### Assignment:
In the data below, find the line that contains "patch = patch.with_join_requests(&jam);" and the line that contains "leaving ends it.". Copy both, plus every line between them, exactly.

### Entries supplied:
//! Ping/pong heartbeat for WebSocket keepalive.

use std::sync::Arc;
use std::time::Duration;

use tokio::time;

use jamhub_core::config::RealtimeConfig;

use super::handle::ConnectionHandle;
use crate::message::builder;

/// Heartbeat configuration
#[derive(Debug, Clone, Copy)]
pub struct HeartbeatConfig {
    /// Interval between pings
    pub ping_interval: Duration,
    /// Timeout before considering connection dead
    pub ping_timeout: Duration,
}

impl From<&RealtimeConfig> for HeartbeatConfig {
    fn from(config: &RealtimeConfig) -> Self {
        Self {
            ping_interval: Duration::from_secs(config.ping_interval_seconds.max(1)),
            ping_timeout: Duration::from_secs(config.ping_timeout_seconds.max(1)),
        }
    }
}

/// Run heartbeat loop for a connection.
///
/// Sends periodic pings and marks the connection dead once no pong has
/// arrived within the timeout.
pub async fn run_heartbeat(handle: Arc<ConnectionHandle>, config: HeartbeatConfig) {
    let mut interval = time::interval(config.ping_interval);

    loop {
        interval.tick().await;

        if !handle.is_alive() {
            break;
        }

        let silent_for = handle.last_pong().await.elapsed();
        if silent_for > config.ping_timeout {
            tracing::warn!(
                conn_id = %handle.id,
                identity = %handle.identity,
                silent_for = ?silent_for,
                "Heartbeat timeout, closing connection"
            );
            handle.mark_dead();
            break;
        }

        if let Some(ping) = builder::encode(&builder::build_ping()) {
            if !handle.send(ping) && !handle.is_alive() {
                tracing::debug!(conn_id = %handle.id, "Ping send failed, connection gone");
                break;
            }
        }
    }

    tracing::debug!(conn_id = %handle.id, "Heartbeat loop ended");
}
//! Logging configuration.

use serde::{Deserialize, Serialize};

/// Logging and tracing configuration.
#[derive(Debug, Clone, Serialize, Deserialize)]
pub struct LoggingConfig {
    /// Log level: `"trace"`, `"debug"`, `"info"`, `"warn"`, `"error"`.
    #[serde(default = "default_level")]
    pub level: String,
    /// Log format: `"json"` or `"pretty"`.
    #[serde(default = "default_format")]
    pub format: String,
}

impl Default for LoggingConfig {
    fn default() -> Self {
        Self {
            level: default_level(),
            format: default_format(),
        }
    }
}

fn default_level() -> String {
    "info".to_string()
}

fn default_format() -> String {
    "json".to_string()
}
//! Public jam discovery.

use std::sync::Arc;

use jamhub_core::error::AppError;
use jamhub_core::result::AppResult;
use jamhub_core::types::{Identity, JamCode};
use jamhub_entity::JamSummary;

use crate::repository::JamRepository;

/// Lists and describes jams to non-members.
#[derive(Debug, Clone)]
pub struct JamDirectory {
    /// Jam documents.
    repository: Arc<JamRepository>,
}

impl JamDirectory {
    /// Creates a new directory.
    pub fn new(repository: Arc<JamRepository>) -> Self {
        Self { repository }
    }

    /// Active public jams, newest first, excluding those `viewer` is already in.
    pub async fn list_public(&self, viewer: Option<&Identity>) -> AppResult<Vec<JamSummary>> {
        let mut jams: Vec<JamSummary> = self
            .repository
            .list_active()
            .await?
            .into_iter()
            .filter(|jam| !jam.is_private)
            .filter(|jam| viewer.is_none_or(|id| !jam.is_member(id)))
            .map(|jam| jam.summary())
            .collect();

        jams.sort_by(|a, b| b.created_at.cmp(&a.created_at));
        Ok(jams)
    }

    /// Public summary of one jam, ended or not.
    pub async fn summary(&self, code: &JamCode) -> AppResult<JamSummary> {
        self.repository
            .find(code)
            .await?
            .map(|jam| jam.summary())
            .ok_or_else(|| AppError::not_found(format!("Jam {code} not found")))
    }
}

==

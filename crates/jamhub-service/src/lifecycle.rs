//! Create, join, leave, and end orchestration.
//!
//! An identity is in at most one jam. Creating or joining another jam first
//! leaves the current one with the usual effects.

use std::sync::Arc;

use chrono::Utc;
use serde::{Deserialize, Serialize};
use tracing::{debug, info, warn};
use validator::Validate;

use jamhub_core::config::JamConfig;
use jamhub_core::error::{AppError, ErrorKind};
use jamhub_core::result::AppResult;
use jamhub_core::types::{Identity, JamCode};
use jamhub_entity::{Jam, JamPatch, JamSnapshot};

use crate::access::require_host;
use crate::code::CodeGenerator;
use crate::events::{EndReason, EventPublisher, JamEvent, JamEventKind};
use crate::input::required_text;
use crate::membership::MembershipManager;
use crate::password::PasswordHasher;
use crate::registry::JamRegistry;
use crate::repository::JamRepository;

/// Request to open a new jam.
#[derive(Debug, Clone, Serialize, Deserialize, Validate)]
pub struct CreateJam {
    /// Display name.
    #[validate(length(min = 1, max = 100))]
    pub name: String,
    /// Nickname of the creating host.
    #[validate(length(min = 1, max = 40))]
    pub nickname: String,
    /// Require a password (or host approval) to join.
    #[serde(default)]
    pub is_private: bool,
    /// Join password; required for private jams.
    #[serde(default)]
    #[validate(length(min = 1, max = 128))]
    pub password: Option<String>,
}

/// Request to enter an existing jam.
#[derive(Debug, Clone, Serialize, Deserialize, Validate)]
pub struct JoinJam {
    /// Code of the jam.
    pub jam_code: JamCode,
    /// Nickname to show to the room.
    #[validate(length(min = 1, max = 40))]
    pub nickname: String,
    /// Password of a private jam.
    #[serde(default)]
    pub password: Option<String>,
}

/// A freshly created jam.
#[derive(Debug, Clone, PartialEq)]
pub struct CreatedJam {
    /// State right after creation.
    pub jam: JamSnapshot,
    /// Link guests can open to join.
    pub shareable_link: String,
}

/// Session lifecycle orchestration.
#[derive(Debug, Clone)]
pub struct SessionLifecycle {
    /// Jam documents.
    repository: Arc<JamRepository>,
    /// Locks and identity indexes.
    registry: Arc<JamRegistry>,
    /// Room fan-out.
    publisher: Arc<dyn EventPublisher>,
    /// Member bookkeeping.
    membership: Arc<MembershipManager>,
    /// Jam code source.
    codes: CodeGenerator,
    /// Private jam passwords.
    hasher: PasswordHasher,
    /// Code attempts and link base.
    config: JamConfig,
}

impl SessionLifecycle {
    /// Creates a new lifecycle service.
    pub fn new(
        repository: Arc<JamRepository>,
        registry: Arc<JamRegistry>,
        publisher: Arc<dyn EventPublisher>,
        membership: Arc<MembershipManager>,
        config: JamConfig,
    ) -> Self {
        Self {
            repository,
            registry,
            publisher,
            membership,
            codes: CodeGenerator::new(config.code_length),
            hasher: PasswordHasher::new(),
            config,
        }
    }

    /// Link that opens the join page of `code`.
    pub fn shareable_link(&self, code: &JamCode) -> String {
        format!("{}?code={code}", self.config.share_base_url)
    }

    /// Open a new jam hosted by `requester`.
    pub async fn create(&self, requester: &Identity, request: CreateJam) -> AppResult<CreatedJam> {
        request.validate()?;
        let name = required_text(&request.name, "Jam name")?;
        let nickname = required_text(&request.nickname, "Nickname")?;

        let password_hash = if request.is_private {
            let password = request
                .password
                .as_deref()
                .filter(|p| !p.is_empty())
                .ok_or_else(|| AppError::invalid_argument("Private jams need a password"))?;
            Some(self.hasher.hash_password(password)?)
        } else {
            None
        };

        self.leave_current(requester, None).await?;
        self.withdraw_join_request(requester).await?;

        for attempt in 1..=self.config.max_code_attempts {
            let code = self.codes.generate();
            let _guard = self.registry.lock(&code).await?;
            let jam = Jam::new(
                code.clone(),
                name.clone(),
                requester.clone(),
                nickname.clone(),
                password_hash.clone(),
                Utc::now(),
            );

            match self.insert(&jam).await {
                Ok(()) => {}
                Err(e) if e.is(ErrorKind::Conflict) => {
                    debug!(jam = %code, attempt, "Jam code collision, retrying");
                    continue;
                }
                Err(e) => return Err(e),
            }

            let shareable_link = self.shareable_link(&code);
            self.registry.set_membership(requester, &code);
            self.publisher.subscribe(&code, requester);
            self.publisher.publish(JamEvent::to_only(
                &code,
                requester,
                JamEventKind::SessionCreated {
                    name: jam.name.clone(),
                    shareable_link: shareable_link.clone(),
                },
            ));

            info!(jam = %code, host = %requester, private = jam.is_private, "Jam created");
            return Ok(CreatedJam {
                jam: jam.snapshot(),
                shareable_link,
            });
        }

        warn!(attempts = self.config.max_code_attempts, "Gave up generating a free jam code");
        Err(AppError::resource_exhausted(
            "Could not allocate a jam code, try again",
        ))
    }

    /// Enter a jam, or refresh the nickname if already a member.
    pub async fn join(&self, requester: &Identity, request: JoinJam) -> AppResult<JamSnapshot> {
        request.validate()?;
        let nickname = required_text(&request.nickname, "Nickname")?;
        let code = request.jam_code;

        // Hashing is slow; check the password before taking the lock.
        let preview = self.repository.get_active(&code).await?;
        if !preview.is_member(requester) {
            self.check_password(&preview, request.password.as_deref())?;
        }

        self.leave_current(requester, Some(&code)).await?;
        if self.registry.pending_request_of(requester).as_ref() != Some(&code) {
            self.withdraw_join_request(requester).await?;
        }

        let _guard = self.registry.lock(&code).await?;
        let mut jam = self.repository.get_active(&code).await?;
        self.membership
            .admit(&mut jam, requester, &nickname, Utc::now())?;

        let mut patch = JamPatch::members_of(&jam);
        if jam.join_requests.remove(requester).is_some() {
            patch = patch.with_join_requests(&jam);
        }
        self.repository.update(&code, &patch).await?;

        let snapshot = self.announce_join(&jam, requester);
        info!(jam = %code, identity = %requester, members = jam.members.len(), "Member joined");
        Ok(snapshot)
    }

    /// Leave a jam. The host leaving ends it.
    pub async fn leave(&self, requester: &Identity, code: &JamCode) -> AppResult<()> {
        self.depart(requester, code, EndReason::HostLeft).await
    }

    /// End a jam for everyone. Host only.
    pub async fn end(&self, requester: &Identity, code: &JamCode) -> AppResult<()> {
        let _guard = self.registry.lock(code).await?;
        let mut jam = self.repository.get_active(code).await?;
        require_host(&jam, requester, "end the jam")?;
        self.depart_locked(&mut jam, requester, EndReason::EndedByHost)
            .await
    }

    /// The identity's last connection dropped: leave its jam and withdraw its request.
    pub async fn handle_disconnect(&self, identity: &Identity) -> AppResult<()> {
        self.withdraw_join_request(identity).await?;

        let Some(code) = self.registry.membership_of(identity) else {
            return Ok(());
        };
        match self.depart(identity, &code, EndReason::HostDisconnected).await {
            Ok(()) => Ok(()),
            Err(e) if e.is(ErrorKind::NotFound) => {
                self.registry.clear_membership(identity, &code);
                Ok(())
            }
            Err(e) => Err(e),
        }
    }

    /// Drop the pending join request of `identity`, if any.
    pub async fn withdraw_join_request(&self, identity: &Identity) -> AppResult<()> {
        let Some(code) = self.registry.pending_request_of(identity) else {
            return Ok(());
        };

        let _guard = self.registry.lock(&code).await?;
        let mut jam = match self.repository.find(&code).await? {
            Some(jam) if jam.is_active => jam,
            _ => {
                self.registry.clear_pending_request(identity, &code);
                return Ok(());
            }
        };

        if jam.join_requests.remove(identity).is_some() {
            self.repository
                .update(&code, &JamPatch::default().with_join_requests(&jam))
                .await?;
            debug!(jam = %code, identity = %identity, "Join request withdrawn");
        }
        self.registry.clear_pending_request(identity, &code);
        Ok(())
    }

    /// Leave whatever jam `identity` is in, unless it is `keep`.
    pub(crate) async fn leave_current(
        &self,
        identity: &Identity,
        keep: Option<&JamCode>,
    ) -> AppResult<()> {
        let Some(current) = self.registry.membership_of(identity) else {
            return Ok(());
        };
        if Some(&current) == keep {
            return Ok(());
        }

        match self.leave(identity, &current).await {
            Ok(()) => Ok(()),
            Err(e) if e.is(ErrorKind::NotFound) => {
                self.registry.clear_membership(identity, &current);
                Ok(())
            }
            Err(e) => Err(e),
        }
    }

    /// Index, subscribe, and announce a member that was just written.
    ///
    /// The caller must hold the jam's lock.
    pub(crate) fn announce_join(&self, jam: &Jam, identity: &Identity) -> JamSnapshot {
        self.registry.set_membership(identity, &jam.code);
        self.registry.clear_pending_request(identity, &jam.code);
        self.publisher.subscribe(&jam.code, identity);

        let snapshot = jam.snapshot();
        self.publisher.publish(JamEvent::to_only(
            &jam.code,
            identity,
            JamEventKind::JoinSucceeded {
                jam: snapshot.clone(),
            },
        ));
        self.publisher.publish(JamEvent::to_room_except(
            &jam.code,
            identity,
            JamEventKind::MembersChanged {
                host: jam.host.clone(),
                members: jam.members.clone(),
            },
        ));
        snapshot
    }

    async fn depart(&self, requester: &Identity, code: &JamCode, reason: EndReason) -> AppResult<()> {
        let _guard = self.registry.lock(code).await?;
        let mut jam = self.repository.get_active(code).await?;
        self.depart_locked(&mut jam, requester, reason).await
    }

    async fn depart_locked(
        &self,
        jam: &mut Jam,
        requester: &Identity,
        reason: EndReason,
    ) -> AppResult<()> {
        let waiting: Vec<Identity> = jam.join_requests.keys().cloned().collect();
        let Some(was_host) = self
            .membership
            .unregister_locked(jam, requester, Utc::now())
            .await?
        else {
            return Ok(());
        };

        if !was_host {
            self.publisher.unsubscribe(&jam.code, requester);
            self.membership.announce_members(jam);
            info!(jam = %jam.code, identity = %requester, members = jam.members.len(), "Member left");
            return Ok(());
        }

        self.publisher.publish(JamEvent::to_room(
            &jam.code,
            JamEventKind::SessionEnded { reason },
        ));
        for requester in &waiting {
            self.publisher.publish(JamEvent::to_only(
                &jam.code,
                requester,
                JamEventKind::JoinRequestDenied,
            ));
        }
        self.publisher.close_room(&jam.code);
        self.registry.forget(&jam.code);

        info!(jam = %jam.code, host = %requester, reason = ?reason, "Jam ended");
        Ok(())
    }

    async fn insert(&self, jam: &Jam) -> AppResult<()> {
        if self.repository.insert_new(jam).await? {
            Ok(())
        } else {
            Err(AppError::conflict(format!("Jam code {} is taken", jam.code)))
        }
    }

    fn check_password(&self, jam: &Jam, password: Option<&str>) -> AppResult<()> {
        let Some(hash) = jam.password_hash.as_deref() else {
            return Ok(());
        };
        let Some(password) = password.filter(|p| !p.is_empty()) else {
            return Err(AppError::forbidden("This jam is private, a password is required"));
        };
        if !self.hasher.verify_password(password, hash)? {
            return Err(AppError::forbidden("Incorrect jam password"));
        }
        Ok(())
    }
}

### Expected output:
            patch = patch.with_join_requests(&jam);
        }
        self.repository.update(&code, &patch).await?;

        let snapshot = self.announce_join(&jam, requester);
        info!(jam = %code, identity = %requester, members = jam.members.len(), "Member joined");
        Ok(snapshot)
    }

    /// Leave a jam. The host leaving ends it.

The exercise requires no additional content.